▶ **Work item**
Write out the lines from the top of the material through the line with "pub const TOP_STREETS: usize = 5;", exactly and with nothing added.
____________
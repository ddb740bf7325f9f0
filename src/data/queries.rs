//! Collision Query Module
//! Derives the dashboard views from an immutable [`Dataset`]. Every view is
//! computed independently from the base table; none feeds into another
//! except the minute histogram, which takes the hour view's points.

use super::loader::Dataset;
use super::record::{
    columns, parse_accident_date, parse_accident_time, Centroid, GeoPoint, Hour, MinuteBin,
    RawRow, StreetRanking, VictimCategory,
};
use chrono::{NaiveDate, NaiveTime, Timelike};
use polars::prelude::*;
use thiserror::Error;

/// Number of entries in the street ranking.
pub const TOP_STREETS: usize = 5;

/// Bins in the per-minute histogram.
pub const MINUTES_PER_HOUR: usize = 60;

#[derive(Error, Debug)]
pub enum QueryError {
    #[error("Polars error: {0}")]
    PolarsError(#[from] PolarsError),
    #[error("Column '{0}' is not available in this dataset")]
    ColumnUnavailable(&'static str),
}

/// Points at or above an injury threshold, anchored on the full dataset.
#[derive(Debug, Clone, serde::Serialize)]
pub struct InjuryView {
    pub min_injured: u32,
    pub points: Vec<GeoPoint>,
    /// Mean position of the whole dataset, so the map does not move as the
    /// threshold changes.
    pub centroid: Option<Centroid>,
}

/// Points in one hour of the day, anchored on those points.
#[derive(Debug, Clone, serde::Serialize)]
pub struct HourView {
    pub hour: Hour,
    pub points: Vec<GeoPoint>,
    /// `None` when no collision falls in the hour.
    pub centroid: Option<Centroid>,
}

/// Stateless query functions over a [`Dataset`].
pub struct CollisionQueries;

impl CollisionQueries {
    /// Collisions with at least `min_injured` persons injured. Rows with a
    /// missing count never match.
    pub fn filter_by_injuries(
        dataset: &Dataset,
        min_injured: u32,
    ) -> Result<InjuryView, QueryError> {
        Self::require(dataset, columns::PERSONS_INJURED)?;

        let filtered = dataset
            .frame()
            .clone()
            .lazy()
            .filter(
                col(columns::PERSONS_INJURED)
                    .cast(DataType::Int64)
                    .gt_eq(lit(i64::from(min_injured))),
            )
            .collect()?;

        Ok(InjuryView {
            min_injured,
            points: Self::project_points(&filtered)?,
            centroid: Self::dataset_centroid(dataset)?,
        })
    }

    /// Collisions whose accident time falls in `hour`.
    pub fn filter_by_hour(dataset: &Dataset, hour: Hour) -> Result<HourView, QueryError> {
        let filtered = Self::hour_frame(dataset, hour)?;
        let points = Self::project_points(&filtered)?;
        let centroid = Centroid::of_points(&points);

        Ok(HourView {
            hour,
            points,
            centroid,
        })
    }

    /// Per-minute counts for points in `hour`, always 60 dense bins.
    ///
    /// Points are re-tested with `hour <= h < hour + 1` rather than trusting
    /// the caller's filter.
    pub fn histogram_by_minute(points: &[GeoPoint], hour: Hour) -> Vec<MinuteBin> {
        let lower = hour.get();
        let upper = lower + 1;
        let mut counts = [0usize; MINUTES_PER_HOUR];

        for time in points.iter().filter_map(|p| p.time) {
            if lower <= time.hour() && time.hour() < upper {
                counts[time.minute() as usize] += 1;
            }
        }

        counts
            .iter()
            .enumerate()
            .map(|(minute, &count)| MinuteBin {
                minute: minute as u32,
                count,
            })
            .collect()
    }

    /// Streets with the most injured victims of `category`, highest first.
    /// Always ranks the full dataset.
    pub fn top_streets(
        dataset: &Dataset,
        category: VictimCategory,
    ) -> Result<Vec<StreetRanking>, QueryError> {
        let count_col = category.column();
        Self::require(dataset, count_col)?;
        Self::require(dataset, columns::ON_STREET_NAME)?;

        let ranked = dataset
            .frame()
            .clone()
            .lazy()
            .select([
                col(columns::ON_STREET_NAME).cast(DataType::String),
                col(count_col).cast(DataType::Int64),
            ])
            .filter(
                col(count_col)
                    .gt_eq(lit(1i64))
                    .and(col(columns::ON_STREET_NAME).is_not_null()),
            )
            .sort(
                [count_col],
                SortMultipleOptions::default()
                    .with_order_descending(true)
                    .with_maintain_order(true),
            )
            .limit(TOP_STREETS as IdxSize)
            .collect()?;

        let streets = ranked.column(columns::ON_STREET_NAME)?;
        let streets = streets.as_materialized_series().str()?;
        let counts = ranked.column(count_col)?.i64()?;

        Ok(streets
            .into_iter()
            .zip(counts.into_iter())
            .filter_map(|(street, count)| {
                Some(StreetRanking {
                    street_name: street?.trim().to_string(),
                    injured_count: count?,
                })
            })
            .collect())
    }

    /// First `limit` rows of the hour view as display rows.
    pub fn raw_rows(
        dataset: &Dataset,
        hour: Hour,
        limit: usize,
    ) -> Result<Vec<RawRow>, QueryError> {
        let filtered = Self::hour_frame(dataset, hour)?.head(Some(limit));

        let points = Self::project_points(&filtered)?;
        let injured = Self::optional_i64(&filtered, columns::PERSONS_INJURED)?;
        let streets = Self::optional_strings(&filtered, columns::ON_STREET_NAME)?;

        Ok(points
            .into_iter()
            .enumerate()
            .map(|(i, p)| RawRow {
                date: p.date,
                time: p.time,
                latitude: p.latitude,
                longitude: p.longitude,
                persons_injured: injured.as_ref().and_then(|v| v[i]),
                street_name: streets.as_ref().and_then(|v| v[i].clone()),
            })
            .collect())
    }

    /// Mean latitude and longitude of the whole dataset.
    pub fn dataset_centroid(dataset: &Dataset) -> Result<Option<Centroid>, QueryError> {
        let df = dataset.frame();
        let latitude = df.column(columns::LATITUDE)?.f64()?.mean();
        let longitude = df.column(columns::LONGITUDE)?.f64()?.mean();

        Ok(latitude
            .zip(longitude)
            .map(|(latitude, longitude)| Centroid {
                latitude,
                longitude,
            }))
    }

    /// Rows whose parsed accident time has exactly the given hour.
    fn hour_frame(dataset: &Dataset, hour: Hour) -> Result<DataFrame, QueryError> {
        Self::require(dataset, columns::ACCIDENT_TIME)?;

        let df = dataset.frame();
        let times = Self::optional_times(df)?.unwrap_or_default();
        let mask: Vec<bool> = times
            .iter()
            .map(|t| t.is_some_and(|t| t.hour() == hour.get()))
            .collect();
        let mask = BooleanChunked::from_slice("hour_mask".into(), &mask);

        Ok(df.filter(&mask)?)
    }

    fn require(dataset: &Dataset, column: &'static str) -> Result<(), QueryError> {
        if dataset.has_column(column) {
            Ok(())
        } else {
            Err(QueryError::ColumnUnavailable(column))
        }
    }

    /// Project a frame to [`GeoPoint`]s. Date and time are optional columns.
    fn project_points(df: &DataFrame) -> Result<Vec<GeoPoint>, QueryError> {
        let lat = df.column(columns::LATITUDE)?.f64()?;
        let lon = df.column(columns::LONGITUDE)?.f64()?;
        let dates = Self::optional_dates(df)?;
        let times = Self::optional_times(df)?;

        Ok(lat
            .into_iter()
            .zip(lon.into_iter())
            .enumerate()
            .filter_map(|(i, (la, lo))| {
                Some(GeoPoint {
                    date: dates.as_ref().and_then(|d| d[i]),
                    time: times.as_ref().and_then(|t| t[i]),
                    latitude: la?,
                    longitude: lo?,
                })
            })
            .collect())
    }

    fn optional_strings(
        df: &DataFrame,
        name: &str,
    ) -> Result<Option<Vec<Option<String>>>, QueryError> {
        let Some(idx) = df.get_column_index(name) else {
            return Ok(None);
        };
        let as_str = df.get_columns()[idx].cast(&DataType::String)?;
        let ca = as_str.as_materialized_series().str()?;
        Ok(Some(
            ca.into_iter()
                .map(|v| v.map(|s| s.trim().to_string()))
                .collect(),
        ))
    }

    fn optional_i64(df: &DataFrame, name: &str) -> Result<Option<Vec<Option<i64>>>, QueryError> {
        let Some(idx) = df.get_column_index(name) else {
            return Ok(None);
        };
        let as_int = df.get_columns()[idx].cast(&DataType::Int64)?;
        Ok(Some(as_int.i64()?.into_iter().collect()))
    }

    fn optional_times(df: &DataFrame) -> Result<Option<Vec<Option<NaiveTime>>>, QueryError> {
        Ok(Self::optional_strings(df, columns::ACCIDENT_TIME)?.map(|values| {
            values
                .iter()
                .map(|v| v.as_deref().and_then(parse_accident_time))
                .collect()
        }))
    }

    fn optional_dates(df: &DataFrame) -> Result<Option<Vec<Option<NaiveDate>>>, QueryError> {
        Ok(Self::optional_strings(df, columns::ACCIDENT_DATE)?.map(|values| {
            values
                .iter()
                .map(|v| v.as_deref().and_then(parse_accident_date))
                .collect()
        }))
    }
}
____________
▶ **Answer for this exercise**
repository ddb740bf7325f9f0
filename src/data/queries.rs
//! Collision Query Module
//! Derives the dashboard views from an immutable [`Dataset`]. Every view is
//! computed independently from the base table; none feeds into another
//! except the minute histogram, which takes the hour view's points.

use super::loader::Dataset;
use super::record::{
    columns, parse_accident_date, parse_accident_time, Centroid, GeoPoint, Hour, MinuteBin,
    RawRow, StreetRanking, VictimCategory,
};
use chrono::{NaiveDate, NaiveTime, Timelike};
use polars::prelude::*;
use thiserror::Error;

/// Number of entries in the street ranking.
pub const TOP_STREETS: usize = 5;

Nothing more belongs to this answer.